Researchers at Cornell University have developed sonar glasses that have the ability to track facial movements for silent communication. The eyeglass attachment, created by Ph.D. student Ruidong Zhang, uses tiny microphones and speakers to read the words that a user mouths silently, allowing them to command actions such as pausing or skipping a music track, entering a passcode on their phone, or working on CAD models without a keyboard.

The system builds on a previous project by the team that used wireless earbuds and eliminates the need for a camera or an earpiece, making it more practical and feasible for everyday use. “Most technology in silent-speech recognition is limited to a select set of predetermined commands and requires the user to face or wear a camera, which is neither practical nor feasible,” explained Cheng Zhang, Cornell assistant professor of information science. “We’re moving sonar onto the body.”

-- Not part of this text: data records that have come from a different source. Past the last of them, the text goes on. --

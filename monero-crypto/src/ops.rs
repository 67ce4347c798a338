//! The elliptic-curve capability consumed by the wallet crates.

use crate::{CryptoError, HashOps, Key};

/// Point and scalar arithmetic on Ed25519, on 32-byte [`Key`]s.
///
/// Scalars passed in are reduced mod `l` unless noted otherwise. Points
/// must decompress, or the call fails with [`CryptoError::InvalidPoint`].
/// The hash functions come from the [`HashOps`] supertrait.
pub trait CurveOps: HashOps {
    /// A uniformly random scalar.
    fn random_scalar(&self) -> Key;

    /// `true` if `key` is a canonical scalar (`< l`).
    fn check_scalar(&self, key: &Key) -> bool;

    /// `true` if `key` decompresses to a curve point.
    fn check_key(&self, key: &Key) -> bool;

    /// `a * G`, reducing `a` first.
    fn scalar_mult_base(&self, a: &Key) -> Key;

    /// `a * P`.
    fn scalar_mult(&self, a: &Key, p: &Key) -> Result<Key, CryptoError>;

    /// `8 * a * P`, the cofactor-cleared product used for key derivations.
    fn scalar_mult8(&self, a: &Key, p: &Key) -> Result<Key, CryptoError>;

    /// `P + Q`.
    fn add_keys(&self, p: &Key, q: &Key) -> Result<Key, CryptoError>;

    /// `P - Q`.
    fn sub_keys(&self, p: &Key, q: &Key) -> Result<Key, CryptoError>;

    /// `a * G + P`.
    fn add_keys_base(&self, a: &Key, p: &Key) -> Result<Key, CryptoError>;

    /// `a * G + b * P`.
    fn add_keys_double_base(&self, a: &Key, b: &Key, p: &Key) -> Result<Key, CryptoError>;

    /// `a mod l`, for 32 bytes that need not be a canonical scalar.
    fn sc_reduce32(&self, a: &Key) -> Key;

    /// `a + b mod l`.
    fn sc_add(&self, a: &Key, b: &Key) -> Key;

    /// `a - b mod l`.
    fn sc_sub(&self, a: &Key, b: &Key) -> Key;

    /// `c - a * b mod l`.
    fn sc_mul_sub(&self, a: &Key, b: &Key, c: &Key) -> Key;

    /// Map arbitrary bytes to a point in the prime-order subgroup.
    fn hash_to_point(&self, data: &[u8]) -> Key;

    /// The public key of a secret scalar. Rejects non-canonical scalars.
    fn secret_to_public(&self, secret: &Key) -> Result<Key, CryptoError> {
        if !self.check_scalar(secret) {
            return Err(CryptoError::InvalidScalar(
                "secret key is not reduced".to_string(),
            ));
        }
        Ok(self.scalar_mult_base(secret))
    }

    /// Key image `I = x * Hp(P)` for the one-time key pair `(x, P)`.
    fn generate_key_image(&self, secret: &Key, public: &Key) -> Result<Key, CryptoError> {
        let hp = self.hash_to_point(public.as_bytes());
        self.scalar_mult(secret, &hp)
    }
}
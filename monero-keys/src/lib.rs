//! Account Keys and Stealth Addresses for a CryptoNote Wallet
//!
//! This crate implements the stealth address (one-time key) system, the
//! subaddress scheme and the 25-word mnemonic seed format.
//!
//! # Overview
//!
//! An account holds two key pairs:
//! - **View Key** `(a, A)`: used to scan the chain for incoming outputs
//! - **Spend Key** `(b, B)`: used to spend them
//!
//! For each transaction output the sender derives a unique one-time key:
//! ```text
//! P = Hs(8*r*A || n)*G + B
//! ```
//! and publishes `R = r*G`. The receiver recomputes `8*a*R` to detect the
//! output and recovers its spending key `x = Hs(8*a*R || n) + b`.
//!
//! # Example
//!
//! ```rust
//! use monero_address::Network;
//! use monero_crypto::{CurveOps, Ed25519};
//! use monero_keys::{generate_stealth, get_stealth_key, is_stealth_mine, KeyRing};
//!
//! let ops = Ed25519;
//! let wallet = KeyRing::generate(&ops, Network::Mainnet).unwrap();
//!
//! // Sender derives a one-time key for output 0
//! let stealth = generate_stealth(&ops, wallet.view_public(), wallet.spend_public(), 0, false).unwrap();
//!
//! // Receiver detects it with the view key alone
//! assert!(is_stealth_mine(
//!     &ops,
//!     &stealth.one_time_key,
//!     &stealth.tx_public_key,
//!     wallet.view_secret(),
//!     wallet.spend_public(),
//!     0,
//! ));
//!
//! let x = get_stealth_key(&ops, &stealth.tx_public_key, wallet.view_secret(), wallet.spend_secret(), 0).unwrap();
//! assert_eq!(ops.scalar_mult_base(&x), stealth.one_time_key);
//! ```

pub mod config;
mod derivation;
mod error;
pub mod mnemonic;
mod ownership;
mod shared_secret;
mod subaddress;
mod types;
mod wordlist;

pub use derivation::{
    derive_key_image, generate_stealth, generate_stealth_for_address, generate_stealth_to,
    generate_stealth_with_r, get_stealth_key, get_subaddress_stealth_key,
};
pub use error::{KeyError, MnemonicError};
pub use mnemonic::{
    mnemonic_to_secret, mnemonic_to_secret_with, secret_to_mnemonic, secret_to_mnemonic_with,
};
pub use ownership::{
    is_stealth_mine, is_stealth_mine_subaddress, recover_spend_public, scan_outputs, OwnedOutput,
};
pub use shared_secret::{compute_shared_secret, derivation_to_scalar, generate_key_derivation};
pub use subaddress::{
    generate_subaddress, subaddress_secret, subaddress_spend_public, SubaddressTable,
    SUBADDRESS_PREFIX,
};
pub use types::{KeyRing, StealthAddress, SubaddressIndex, SubaddressKeys};
pub use wordlist::{
    install_wordlist, wordlist, FileWordList, InMemoryWordList, WordList, WordListProvider,
    WORDLIST_SIZE,
};
use thiserror::Error;

/// Top-level error type for the `fleetpulse-api` crate.
///
/// `Request` is the only failure the server itself reports (a non-2xx
/// status). Everything else is a transport or decoding problem on our side.
/// `fleetpulse-core` maps these into domain errors.
#[derive(Debug, Error)]
pub enum Error {
    // ── Server ──────────────────────────────────────────────────────
    /// The server answered with a status outside the 2xx range.
    #[error("HTTP {status} from {url}")]
    Request { status: u16, url: String },

    // ── Transport ───────────────────────────────────────────────────
    /// HTTP transport error (connection refused, DNS failure, timeout, etc.)
    #[error("HTTP transport error: {0}")]
    Transport(#[from] reqwest::Error),

    /// URL parsing error.
    #[error("Invalid URL: {0}")]
    InvalidUrl(#[from] url::ParseError),

    /// The configured base URL cannot carry path segments (e.g. `mailto:`).
    #[error("Base URL cannot be used for API paths: {0}")]
    InvalidBaseUrl(String),

    /// The underlying `reqwest::Client` could not be built.
    #[error("Failed to build HTTP client: {0}")]
    ClientBuild(String),

    // ── Data ────────────────────────────────────────────────────────
    /// JSON deserialization failed, with the raw body for debugging.
    #[error("Deserialization error: {message}")]
    Deserialization { message: String, body: String },
}

impl Error {
    /// HTTP status carried by a [`Request`](Self::Request) error.
    pub fn status(&self) -> Option<u16> {
        match self {
            Self::Request { status, .. } => Some(*status),
            Self::Transport(e) => e.status().map(|s| s.as_u16()),
            _ => None,
        }
    }

    /// Returns `true` if this is a "not found" error.
    pub fn is_not_found(&self) -> bool {
        self.status() == Some(404)
    }

    /// Returns `true` if the failure happened before the server answered.
    pub fn is_transient(&self) -> bool {
        match self {
            Self::Transport(e) => e.is_timeout() || e.is_connect(),
            _ => false,
        }
    }
}
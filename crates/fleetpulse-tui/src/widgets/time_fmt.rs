//! Human-readable timestamp and age formatting helpers.

use chrono::{DateTime, Local, Utc};

/// Card "Last seen" value: local wall-clock `HH:MM:SS`, or `never`.
pub fn fmt_last_seen(at: Option<DateTime<Utc>>) -> String {
    at.map_or_else(
        || "never".into(),
        |dt| dt.with_timezone(&Local).format("%H:%M:%S").to_string(),
    )
}

/// Header "Updated" value.
pub fn fmt_clock(at: DateTime<Local>) -> String {
    at.format("%H:%M:%S").to_string()
}

/// Compact age (e.g., "47d", "4h 23m", "12m", "30s"). Future times read as "now".
pub fn fmt_age(at: DateTime<Utc>, now: DateTime<Utc>) -> String {
    let secs = (now - at).num_seconds();
    if secs <= 0 {
        return "now".into();
    }
    let secs = secs.unsigned_abs();
    let days = secs / 86400;
    let hours = (secs % 86400) / 3600;
    let minutes = (secs % 3600) / 60;

    if days > 0 {
        format!("{days}d")
    } else if hours > 0 {
        format!("{hours}h {minutes}m")
    } else if minutes > 0 {
        format!("{minutes}m")
    } else {
        format!("{secs}s")
    }
}
//! Output formatting: table, JSON, YAML, plain.
//!
//! Renders data in the format selected by `--output`. Table uses `tabled`,
//! structured formats use serde, plain emits one identifier per line.

use std::io::{self, IsTerminal, Write};

use owo_colors::OwoColorize;
use tabled::{Table, Tabled, settings::Style};

use fleetpulse_core::{DeviceStatus, Summary};

use crate::cli::{ColorMode, OutputFormat};
use crate::error::CliError;

// ── Color helpers ────────────────────────────────────────────────────

/// Determine whether color output should be enabled.
pub fn should_color(mode: ColorMode) -> bool {
    match mode {
        ColorMode::Always => true,
        ColorMode::Never => false,
        ColorMode::Auto => io::stdout().is_terminal() && std::env::var("NO_COLOR").is_err(),
    }
}

/// `● online` / `○ offline`, green or red when `color` is set.
pub fn status_label(status: DeviceStatus, color: bool) -> String {
    let label = match status {
        DeviceStatus::Online => format!("● {status}"),
        DeviceStatus::Offline => format!("○ {status}"),
    };
    match (color, status) {
        (false, _) => label,
        (true, DeviceStatus::Online) => label.green().to_string(),
        (true, DeviceStatus::Offline) => label.red().to_string(),
    }
}

/// `1 online / 2 total`, with the online count highlighted.
pub fn summary_line(summary: Summary, color: bool) -> String {
    if color {
        format!(
            "{} / {}",
            format!("{} online", summary.online).green().bold(),
            format!("{} total", summary.total).bold()
        )
    } else {
        summary.to_string()
    }
}

// ── Render dispatchers ───────────────────────────────────────────────

/// Render a list of serde-serializable + tabled items in the chosen format.
///
/// - `table`: uses the `Tabled` derive to build a pretty table
/// - `json` / `json-compact`: serializes the original data via serde
/// - `yaml`: serializes via serde_yaml
/// - `plain`: calls `id_fn` on each item to emit one identifier per line
pub fn render_list<T, R>(
    format: OutputFormat,
    data: &[T],
    to_row: impl Fn(&T) -> R,
    id_fn: impl Fn(&T) -> String,
) -> Result<String, CliError>
where
    T: serde::Serialize,
    R: Tabled,
{
    match format {
        OutputFormat::Table => {
            let rows: Vec<R> = data.iter().map(to_row).collect();
            Ok(render_table(&rows))
        }
        OutputFormat::Json => render_json(data, false),
        OutputFormat::JsonCompact => render_json(data, true),
        OutputFormat::Yaml => render_yaml(data),
        OutputFormat::Plain => Ok(data.iter().map(&id_fn).collect::<Vec<_>>().join("\n")),
    }
}

/// Render a single serde-serializable item in the chosen format.
///
/// Table rendering uses a custom `detail_fn` that returns a pre-formatted string,
/// since single-item detail views don't use `Tabled` derive.
pub fn render_single<T>(
    format: OutputFormat,
    data: &T,
    detail_fn: impl Fn(&T) -> String,
    id_fn: impl Fn(&T) -> String,
) -> Result<String, CliError>
where
    T: serde::Serialize,
{
    match format {
        OutputFormat::Table => Ok(detail_fn(data)),
        OutputFormat::Json => render_json(data, false),
        OutputFormat::JsonCompact => render_json(data, true),
        OutputFormat::Yaml => render_yaml(data),
        OutputFormat::Plain => Ok(id_fn(data)),
    }
}

/// Print the rendered output to stdout, respecting quiet mode.
pub fn print_output(output: &str, quiet: bool) {
    if quiet || output.is_empty() {
        return;
    }
    let mut stdout = io::stdout().lock();
    let _ = writeln!(stdout, "{output}");
}

// ── Format-specific renderers ────────────────────────────────────────

fn render_table<R: Tabled>(rows: &[R]) -> String {
    Table::new(rows).with(Style::rounded()).to_string()
}

fn render_json<T: serde::Serialize + ?Sized>(data: &T, compact: bool) -> Result<String, CliError> {
    let rendered = if compact {
        serde_json::to_string(data)
    } else {
        serde_json::to_string_pretty(data)
    };
    rendered.map_err(|e| CliError::Render {
        message: e.to_string(),
    })
}

fn render_yaml<T: serde::Serialize + ?Sized>(data: &T) -> Result<String, CliError> {
    serde_yaml::to_string(data).map_err(|e| CliError::Render {
        message: e.to_string(),
    })
}

#[cfg(test)]
#[allow(clippy::unwrap_used)]
mod tests {
    use super::*;
    use serde::Serialize;

    #[derive(Serialize)]
    struct Item {
        id: u32,
        name: &'static str,
    }

    #[derive(Tabled)]
    struct ItemRow {
        #[tabled(rename = "ID")]
        id: u32,
        #[tabled(rename = "Name")]
        name: &'static str,
    }

    fn items() -> Vec<Item> {
        vec![
            Item { id: 1, name: "Acme" },
            Item {
                id: 7,
                name: "Globex",
            },
        ]
    }

    fn row(i: &Item) -> ItemRow {
        ItemRow {
            id: i.id,
            name: i.name,
        }
    }

    #[test]
    fn table_has_headers_and_rows() {
        let out = render_list(OutputFormat::Table, &items(), row, |i| i.id.to_string()).unwrap();
        assert!(out.contains("ID"));
        assert!(out.contains("Globex"));
    }

    #[test]
    fn plain_is_one_id_per_line() {
        let out = render_list(OutputFormat::Plain, &items(), row, |i| i.id.to_string()).unwrap();
        assert_eq!(out, "1\n7");
    }

    #[test]
    fn compact_json_is_single_line() {
        let out =
            render_list(OutputFormat::JsonCompact, &items(), row, |i| i.id.to_string()).unwrap();
        assert_eq!(out, r#"[{"id":1,"name":"Acme"},{"id":7,"name":"Globex"}]"#);
    }

    #[test]
    fn uncolored_labels_are_plain_text() {
        assert_eq!(status_label(DeviceStatus::Online, false), "● online");
        assert_eq!(status_label(DeviceStatus::Offline, false), "○ offline");
        assert_eq!(
            summary_line(Summary { online: 1, total: 2 }, false),
            "1 online / 2 total"
        );
    }
}
//! The screen contract the app shell drives.

use color_eyre::eyre::Result;
use crossterm::event::KeyEvent;
use ratatui::{Frame, layout::Rect};
use tokio::sync::mpsc::UnboundedSender;

use crate::action::Action;

/// A screen mounted in the app shell.
///
/// The shell calls `init` once, then routes keys it does not claim itself to
/// `handle_key_event`, feeds every action through `update` before acting on
/// it, and calls `render` on each render tick.
pub trait Component: Send {
    /// Keeps a sender for actions produced outside a key press.
    fn init(&mut self, _action_tx: UnboundedSender<Action>) -> Result<()> {
        Ok(())
    }

    fn handle_key_event(&mut self, _key: KeyEvent) -> Result<Option<Action>> {
        Ok(None)
    }

    /// React to an action. A returned action is queued behind it.
    fn update(&mut self, _action: &Action) -> Result<Option<Action>> {
        Ok(None)
    }

    fn render(&self, frame: &mut Frame, area: Rect);

    /// True while a popup or text entry owns the keyboard, which suspends
    /// the shell's `q` and `?` bindings.
    fn captures_input(&self) -> bool {
        false
    }

    /// Focus tints the screen border.
    fn set_focused(&mut self, _focused: bool) {}
}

The system requires only a few minutes of training data, such as reading a series of numbers, to learn a user’s speech patterns. Once trained, it uses sound waves sent and received across the user’s face to sense mouth movements and analyzes echo profiles in real time using a deep learning algorithm, achieving an accuracy of about 95%.

One of the key advantages of the system is its privacy features. The data processing is offloaded wirelessly to the user’s smartphone, ensuring that no data leaves the phone and eliminating privacy concerns. The current version of the system offers around 10 hours of battery life for acoustic sensing, making it practical for everyday use.

The potential applications for the sonar glasses are wide-ranging. They could be used to control music playback in quiet environments, dictate messages in noisy settings where other options would fail, or even assist people with speech disabilities by feeding dialogue into a voice synthesizer. The researchers are also exploring commercialization options through Cornell’s funding program and are looking into applications of smart glasses to track facial, eye, and upper body movements.

“We’re very excited about this system because it really pushes the field forward on performance and privacy,” said Cheng Zhang. “It’s small, low-power, and privacy-sensitive, which are all important features for deploying new, wearable technologies in the real world.” The team at Cornell’s Smart Computer Interfaces for Future Interactions (SciFi) Lab sees great potential in using glass as a personal computing platform to understand human activities in everyday settings.